Recommended resources:
- The Data Journalism Handbook - the first comprehensive textbook. Free, online, and excellent!
- Data journalism at the Guardian: what is it and how do we do it? - great intro article by an outstanding data journalist
- Journalism in the Age of Data – an hour-long documentary
- In the age of big data, data journalism has profound importance for society - excellent discussion, including history of the field
Data journalism also dovetails closely with the Open Government movement.
Some Examples
- Spending review - visualization of UK budget cuts/increases from the BBC
- Four ways to Slice Obama’s 2013 Budget – US budget visualization by the New York Times
- Wikileaks War Logs, Every death mapped – Guardian
- US Public Schools: the opportunity gap - a comparison of all US schools, by ProPublica
- Gay Marriage laws by state – history of legislation, visualized, by AP Interactive
- ManyBills - Legislative text analysis and visualization by IBM
History
Data journalism draws on many fields, such as social science, statistics, computer programming, and visualization. And though there has been an explosion of work in the last few years, it’s actually been around for quite a long time. There are two big strands of work within the journalism community that are worth knowing about in particular:
- Precision journalism - a combination of journalism and quantitative social science, from the 1960s and 70s
- Computer-assisted Reporting - the community of data-savvy investigative journalists that formed in 1980s and 90s.
Visualization
Why visualize data at all? It’s so we can use our eye to see patterns that might not be visible in the numbers. A famous example of the power of visualization is Anscombe’s quartet. But not all data journalism involves a visualization. Sometimes a simple table, or even a single number or an annotated document is all you need to communicate your story.
Narrative
The point of data journalism is a story. Why am I looking at this data? What does it mean for me? There has to be a reason. Often the “story” is combination of large-scale information, like the US unemployment rate, and the ability to look up personalized information, as in the New York Time’s Jobless Rate for People Like You.
Also, data isn’t “objective” any more than any other source. What the story “says” depends on the choices made. Consider how simple changes in color palette can lead to different interpretations of the same data.
Data sourcing
Data doesn’t appear magically. It was collected or created by some person or organization for some purpose, using some method. You have to understand where your data comes from if you want to understand the stories it can and cannot tell. A famous example is the collection (or non-collection!) of crime statistics.
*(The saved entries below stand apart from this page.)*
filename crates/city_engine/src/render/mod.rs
//! Render backend seam
//!
//! The viewer describes each frame as a flat list of draw items and hands it
//! to a [`RenderBackend`]. Shading, meshes and windowing belong to the backend.

pub mod frame;
pub mod headless;

pub use frame::{DrawItem, FrameDescriptor};
pub use headless::{FrameStats, HeadlessBackend};

/// Consumer of frame descriptions
pub trait RenderBackend {
    /// Draw one frame
    fn submit(&mut self, frame: &FrameDescriptor);
}
//! Pointer state for picking operations
//!
//! Converts screen-space pixel coordinates to Normalized Device Coordinates.

use crate::core::config::ViewportConfig;

/// A pick request in NDC
#[derive(Debug, Clone, Copy, PartialEq)]
pub struct PickEvent {
    /// Pointer position in NDC, x right and y up, both in [-1, 1]
    pub ndc: (f32, f32),
    /// The pointer was over UI chrome; such events never reach the scene
    pub over_ui: bool,
}

/// Pointer position over the render surface
#[derive(Debug, Clone)]
pub struct PointerState {
    /// Screen-space X position (pixels from left)
    pub screen_x: f32,
    /// Screen-space Y position (pixels from top)
    pub screen_y: f32,
    /// Viewport width in pixels
    pub viewport_width: u32,
    /// Viewport height in pixels
    pub viewport_height: u32,
}

impl PointerState {
    /// Create a pointer at the top-left corner of a viewport
    pub fn new(viewport: ViewportConfig) -> Self {
        Self {
            screen_x: 0.0,
            screen_y: 0.0,
            viewport_width: viewport.width,
            viewport_height: viewport.height,
        }
    }

    /// Update pointer position
    pub fn update_position(&mut self, x: f32, y: f32) {
        self.screen_x = x;
        self.screen_y = y;
    }

    /// Update viewport size
    pub fn update_viewport(&mut self, width: u32, height: u32) {
        self.viewport_width = width;
        self.viewport_height = height;
    }

    /// Convert the pointer position to NDC
    ///
    /// X: -1 = left, +1 = right. Y: -1 = bottom, +1 = top.
    #[allow(clippy::cast_precision_loss)]
    pub fn screen_to_ndc(&self) -> (f32, f32) {
        let width = self.viewport_width.max(1) as f32;
        let height = self.viewport_height.max(1) as f32;
        let ndc_x = (self.screen_x / width) * 2.0 - 1.0;
        let ndc_y = 1.0 - (self.screen_y / height) * 2.0;
        (ndc_x, ndc_y)
    }

    /// Build a pick event at the current position
    pub fn pick_event(&self, over_ui: bool) -> PickEvent {
        PickEvent { ndc: self.screen_to_ndc(), over_ui }
    }
}

#[cfg(test)]
mod tests {
    use super::*;
    use approx::assert_relative_eq;

    fn pointer() -> PointerState {
        PointerState::new(ViewportConfig { width: 800, height: 600 })
    }

    #[test]
    fn test_center_is_origin() {
        let mut p = pointer();
        p.update_position(400.0, 300.0);
        let (x, y) = p.screen_to_ndc();
        assert_relative_eq!(x, 0.0);
        assert_relative_eq!(y, 0.0);
    }

    #[test]
    fn test_corners_flip_y() {
        let mut p = pointer();
        assert_eq!(p.screen_to_ndc(), (-1.0, 1.0));

        p.update_position(800.0, 600.0);
        assert_eq!(p.screen_to_ndc(), (1.0, -1.0));
    }

    #[test]
    fn test_resize_and_event() {
        let mut p = pointer();
        p.update_viewport(1000, 1000);
        p.update_position(750.0, 250.0);
        let event = p.pick_event(true);
        assert!(event.over_ui);
        assert_relative_eq!(event.ndc.0, 0.5);
        assert_relative_eq!(event.ndc.1, 0.5);
    }
}
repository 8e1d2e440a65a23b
//! Logging utilities and structured logging support

pub use log::{debug, info, warn, error, trace};

/// Initialize the logging system with a fallback level
///
/// `RUST_LOG` still wins when it is set; `level` only applies otherwise.
/// Unknown level names fall back to `info`. Calling this more than once is
/// harmless, later calls are ignored.
pub fn init_with_level(level: &str) {
    let filter = parse_level(level);
    let mut builder = env_logger::Builder::new();
    builder.filter_level(filter);
    if let Ok(filters) = std::env::var("RUST_LOG") {
        builder.parse_filters(&filters);
    }
    if builder.try_init().is_err() {
        log::debug!("Logger already initialized, keeping existing configuration");
    }
}

/// Parse a textual log level, defaulting to `Info`
pub fn parse_level(level: &str) -> log::LevelFilter {
    level.trim().parse().unwrap_or(log::LevelFilter::Info)
}

#[cfg(test)]
mod tests {
    use super::*;

    #[test]
    fn test_parse_level_known_names() {
        assert_eq!(parse_level("debug"), log::LevelFilter::Debug);
        assert_eq!(parse_level(" WARN "), log::LevelFilter::Warn);
        assert_eq!(parse_level("off"), log::LevelFilter::Off);
    }

    #[test]
    fn test_parse_level_falls_back_to_info() {
        assert_eq!(parse_level("loud"), log::LevelFilter::Info);
        assert_eq!(parse_level(""), log::LevelFilter::Info);
    }
}
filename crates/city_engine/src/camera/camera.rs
//! # 3D Camera
//!
//! Perspective camera with look-at orientation and ray unprojection.
//!
//! # Coordinate System
//! Right-handed, Y-up. NDC follows the OpenGL convention: x right, y up,
//! depth in [-1, 1].

use crate::core::config::CameraConfig;
use crate::foundation::math::{Mat4, Point3, Vec3, Vec4, utils};
use crate::picking::Ray;

/// Perspective camera
#[derive(Debug, Clone)]
pub struct Camera {
    /// Camera position in world space
    pub position: Vec3,

    /// Point the camera is looking at in world space
    pub target: Vec3,

    /// Up vector for camera orientation (typically [0, 1, 0])
    pub up: Vec3,

    /// Vertical field of view in radians
    pub fov: f32,

    /// Aspect ratio (width / height)
    pub aspect: f32,

    /// Distance to near clipping plane
    pub near: f32,

    /// Distance to far clipping plane
    pub far: f32,
}

impl Camera {
    /// Create a perspective camera looking at the origin
    ///
    /// # Arguments
    /// * `position` - Camera position in world space
    /// * `fov_degrees` - Vertical field of view in degrees
    /// * `aspect` - Width over height of the viewport
    /// * `near` - Near clipping plane (must be > 0)
    /// * `far` - Far clipping plane (must be > near)
    pub fn perspective(position: Vec3, fov_degrees: f32, aspect: f32, near: f32, far: f32) -> Self {
        Self {
            position,
            target: Vec3::zeros(),
            up: Vec3::new(0.0, 1.0, 0.0),
            fov: utils::deg_to_rad(fov_degrees),
            aspect,
            near,
            far,
        }
    }

    /// Create a camera from configuration
    pub fn from_config(position: Vec3, config: &CameraConfig, aspect: f32) -> Self {
        Self::perspective(position, config.fov_degrees, aspect, config.near, config.far)
    }

    /// Update camera position
    pub fn set_position(&mut self, position: Vec3) {
        self.position = position;
        log::trace!("Camera position updated to: {:?}", position);
    }

    /// Point the camera at a target
    pub fn look_at(&mut self, target: Vec3) {
        self.target = target;
    }

    /// Unit vector from position towards target
    pub fn forward(&self) -> Vec3 {
        (self.target - self.position).normalize()
    }

    /// World-to-view matrix
    pub fn view_matrix(&self) -> Mat4 {
        Mat4::look_at_rh(&Point3::from(self.position), &Point3::from(self.target), &self.up)
    }

    /// View-to-clip matrix
    pub fn projection_matrix(&self) -> Mat4 {
        Mat4::new_perspective(self.aspect, self.fov, self.near, self.far)
    }

    /// Combined view-projection matrix
    pub fn view_projection_matrix(&self) -> Mat4 {
        self.projection_matrix() * self.view_matrix()
    }

    /// World ray through an NDC point
    ///
    /// Returns `None` if the view-projection matrix is singular, e.g. when
    /// position equals target.
    pub fn screen_to_world_ray(&self, ndc_x: f32, ndc_y: f32) -> Option<Ray> {
        let inv_view_proj = self.view_projection_matrix().try_inverse()?;

        let unproject = |depth: f32| {
            let h = inv_view_proj * Vec4::new(ndc_x, ndc_y, depth, 1.0);
            Vec3::new(h.x / h.w, h.y / h.w, h.z / h.w)
        };
        let world_near = unproject(-1.0);
        let world_far = unproject(1.0);

        let direction = world_far - world_near;
        if !direction.iter().all(|c| c.is_finite()) || direction.norm() == 0.0 {
            return None;
        }
        Some(Ray::new(self.position, direction))
    }
}

#[cfg(test)]
mod tests {
    use super::*;
    use approx::assert_relative_eq;

    #[test]
    fn test_center_ray_points_at_target() {
        let mut camera = Camera::perspective(Vec3::new(0.0, 100.0, 100.0), 60.0, 16.0 / 9.0, 1.0, 1000.0);
        camera.look_at(Vec3::zeros());

        let ray = camera.screen_to_world_ray(0.0, 0.0).unwrap();
        assert_relative_eq!(ray.direction, camera.forward(), epsilon = 1e-4);
        assert_relative_eq!(ray.origin, camera.position);
    }

    #[test]
    fn test_top_of_screen_points_higher() {
        let camera = Camera::perspective(Vec3::new(0.0, 0.0, 10.0), 60.0, 1.0, 0.1, 100.0);
        let center = camera.screen_to_world_ray(0.0, 0.0).unwrap();
        let top = camera.screen_to_world_ray(0.0, 1.0).unwrap();
        let right = camera.screen_to_world_ray(1.0, 0.0).unwrap();

        assert!(top.direction.y > center.direction.y);
        assert!(right.direction.x > center.direction.x);
        // The top edge sits at half the field of view
        assert_relative_eq!(top.direction.y / -top.direction.z, (30.0f32).to_radians().tan(), epsilon = 1e-3);
    }

    #[test]
    fn test_degenerate_camera_has_no_ray() {
        let camera = Camera::perspective(Vec3::zeros(), 60.0, 1.0, 0.1, 100.0);
        assert!(camera.screen_to_world_ray(0.0, 0.0).is_none());
    }
}
//! Camera controllers
//!
//! The viewer only asks a controller to frame a bounding box once after load
//! and to advance each tick.

use super::camera::Camera;
use crate::core::config::CameraConfig;
use crate::foundation::math::Vec3;
use crate::scene::Aabb;

/// Bird's-eye position used before any bounds are known
pub const DEFAULT_EYE: [f32; 3] = [0.0, 1500.0, 1500.0];

/// Camera collaborator driven by the viewer
pub trait CameraController {
    /// Position the camera so the bounds are in view
    fn fit_to_bounds(&mut self, bounds: &Aabb);

    /// Advance by `dt` seconds
    fn update(&mut self, dt: f32);

    /// Current camera
    fn camera(&self) -> &Camera;
}

/// Static controller that frames bounds from a fixed diagonal
#[derive(Debug, Clone)]
pub struct FramingCamera {
    camera: Camera,
    fit_margin: f32,
}

impl FramingCamera {
    /// Create at the default bird's-eye pose looking at the origin
    pub fn new(config: &CameraConfig, aspect: f32) -> Self {
        Self {
            camera: Camera::from_config(Vec3::from(DEFAULT_EYE), config, aspect),
            fit_margin: config.fit_margin,
        }
    }
}

impl CameraController for FramingCamera {
    fn fit_to_bounds(&mut self, bounds: &Aabb) {
        let center = bounds.center();
        let radius = bounds.radius().max(1.0);
        let distance = radius / (self.camera.fov * 0.5).tan() * self.fit_margin;
        let direction = Vec3::new(0.0, 1.0, 1.0).normalize();

        self.camera.set_position(center + direction * distance);
        self.camera.look_at(center);
        if self.camera.far < distance + radius {
            self.camera.far = distance + radius;
        }
        log::debug!("Camera framed bounds at distance {:.1}", distance);
    }

    fn update(&mut self, _dt: f32) {}

    fn camera(&self) -> &Camera {
        &self.camera
    }
}

#[cfg(test)]
mod tests {
    use super::*;
    use approx::assert_relative_eq;

    #[test]
    fn test_default_pose() {
        let controller = FramingCamera::new(&CameraConfig::default(), 16.0 / 9.0);
        assert_relative_eq!(controller.camera().position, Vec3::from(DEFAULT_EYE));
        assert_relative_eq!(controller.camera().target, Vec3::zeros());
    }

    #[test]
    fn test_fit_to_bounds_centers_and_backs_off() {
        let mut controller = FramingCamera::new(&CameraConfig::default(), 1.0);
        let bounds = Aabb::new(Vec3::new(90.0, 0.0, -10.0), Vec3::new(110.0, 20.0, 10.0));
        controller.fit_to_bounds(&bounds);

        let camera = controller.camera();
        assert_relative_eq!(camera.target, Vec3::new(100.0, 10.0, 0.0));

        let expected = bounds.radius() / 30f32.to_radians().tan() * 1.2;
        assert_relative_eq!((camera.position - camera.target).norm(), expected, epsilon = 1e-3);
        assert!(camera.position.y > camera.target.y);
        assert!(camera.screen_to_world_ray(0.0, 0.0).is_some());
    }

    #[test]
    fn test_far_plane_grows_for_large_cities() {
        let mut controller = FramingCamera::new(&CameraConfig::default(), 1.0);
        let bounds = Aabb::new(Vec3::new(-9000.0, 0.0, -9000.0), Vec3::new(9000.0, 100.0, 9000.0));
        controller.fit_to_bounds(&bounds);
        assert!(controller.camera().far > 10_000.0);
    }
}
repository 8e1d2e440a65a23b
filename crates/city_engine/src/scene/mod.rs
//! Scene ingestion
//!
//! Wire document types, the entity registry, and the loader that builds one
//! from the other.

pub mod document;
pub mod entity_kind;
pub mod scene_graph;
pub mod renderable_object;
pub mod registry;
pub mod loader;
pub mod validate;

pub use document::{EntityMetadata, EntityRecord, Groups, SceneDocument};
pub use entity_kind::{EntityKind, Primitive};
pub use scene_graph::Aabb;
pub use renderable_object::RenderableObject;
pub use registry::{EntityRegistry, ObjectKey};
pub use loader::{SceneLoader, SceneState};
pub use validate::{validate_document, ValidationReport};
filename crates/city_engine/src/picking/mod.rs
//! Pointer picking
//!
//! Pixel to NDC conversion, world rays, and nearest-hit resolution against
//! the visible renderables of a registry.

pub mod pointer;
pub mod pick;

pub use pointer::{PickEvent, PointerState};
pub use pick::{pick, Ray};
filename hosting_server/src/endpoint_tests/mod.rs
mod helpers;
mod mocks;
mod orders;
mod payments;
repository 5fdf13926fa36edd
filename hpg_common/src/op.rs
//! Operator boilerplate for single-field newtypes.

#[macro_export]
macro_rules! op {
    (binary $for_struct:ident, $impl_trait:ident, $impl_fn:ident) => {
        impl $impl_trait for $for_struct {
            type Output = Self;

            fn $impl_fn(self, rhs: Self) -> Self::Output {
                Self(self.0.$impl_fn(rhs.0))
            }
        }
    };

    (inplace $for_struct:ident, $impl_trait:ident, $impl_fn:ident) => {
        impl $impl_trait for $for_struct {
            fn $impl_fn(&mut self, rhs: Self) {
                self.0.$impl_fn(rhs.0)
            }
        }
    };

    (unary $for_struct:ident, $impl_trait:ident, $impl_fn:ident) => {
        impl $impl_trait for $for_struct {
            type Output = Self;

            fn $impl_fn(self) -> Self::Output {
                Self(self.0.$impl_fn())
            }
        }
    };
}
Getting Started: Google Fusion Tables
This is a free and very powerful tool that can be used to create all sorts visualizations and maps. It’s used by many newsrooms.
Example data set: U.S. oil production. I downloaded the Excel file on that page, re-saved the data as a .CSV file, and then opened the CSV in Fusion Tables. Heres’s the resulting table, and a simple visualization created using Fusion Tables’ embed feature:
But Fusion Tables can do much more complex things, such as visualize multiple variables, filter and aggregate data, and merge (“fuse”) multiple data sets. And it has a built-in zoomable world map, for visualizing geographic data! Here’s how to make maps with Fusion Tables:
- Video tutorial
- detailed walkthrough, with sample files
Some interesting data sources
The Overview Project
This is my project at the AP to build an open-source system to analyze very large sets of documents — like the 90,000 Iraq war reports released by Wikileaks, or 4,500 pages of declassified documents from the U.S. State Department. We can use text visualization techniques to report on these kinds of large document sets, even if we can’t read every page. See this video about how the system works.